§ Data for the task:

- - - -

/*
[INPUT]:  Error sources (signer, verification, transport, configuration)
[OUTPUT]: Structured error types with context and fallback hints
[POS]:    Error handling layer - unified error types for entire crate
[UPDATE]: When adding new error sources or improving error messages
*/

use siws_core::VerifyError;
use thiserror::Error;

/// Main error type for the sign-in client
#[derive(Error, Debug)]
pub enum SiwsError {
    /// Human declined the sign-in prompt
    #[error("user rejected the sign-in request")]
    UserRejected,

    /// Signer cannot perform the named operation; caller must fall back
    #[error("signer does not support {0}")]
    Unsupported(String),

    /// The owning attempt was cancelled; any late signer result is discarded
    #[error("authentication attempt cancelled")]
    Cancelled,

    /// Local verification failed
    #[error("sign-in verification failed: {0}")]
    Verification(#[from] VerifyError),

    /// Backend ran the verifier and rejected the response
    #[error("backend rejected the sign-in response: {message}")]
    ServerRejected { message: String },

    /// Backend channel unreachable
    #[error("backend request failed: {0}")]
    Transport(#[from] reqwest::Error),

    /// Backend answered with a non-success status
    #[error("backend error (status {status}): {message}")]
    Backend { status: u16, message: String },

    /// Challenge construction failed
    #[error(transparent)]
    Challenge(#[from] siws_core::ChallengeError),

    /// Configuration error
    #[error("configuration error: {0}")]
    Config(String),

    /// Serialization/deserialization failed
    #[error("serialization error: {0}")]
    Serialization(#[from] serde_json::Error),

    /// URL parsing failed
    #[error("invalid URL: {0}")]
    UrlParse(#[from] url::ParseError),
}

impl SiwsError {
    /// Check if the error reports a failed proof of key control.
    ///
    /// These are security-relevant events; callers must surface them and
    /// never retry silently.
    pub fn is_security_failure(&self) -> bool {
        matches!(
            self,
            SiwsError::Verification(_) | SiwsError::ServerRejected { .. }
        )
    }

    /// Check if the caller should fall back to a plain connect flow
    pub fn requires_fallback(&self) -> bool {
        matches!(self, SiwsError::Unsupported(_))
    }

    /// Check if the failure is transient (the orchestrator itself never
    /// retries; this hint is for the caller)
    pub fn is_retryable(&self) -> bool {
        matches!(self, SiwsError::Transport(_) | SiwsError::Backend { .. })
    }
}

/// Result type alias for sign-in operations
pub type Result<T> = std::result::Result<T, SiwsError>;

- - - -

§ Exercise aim: How many lines of the material above contain the word "Challenge"? Answer with the number only.

§ Solution to this problem: 2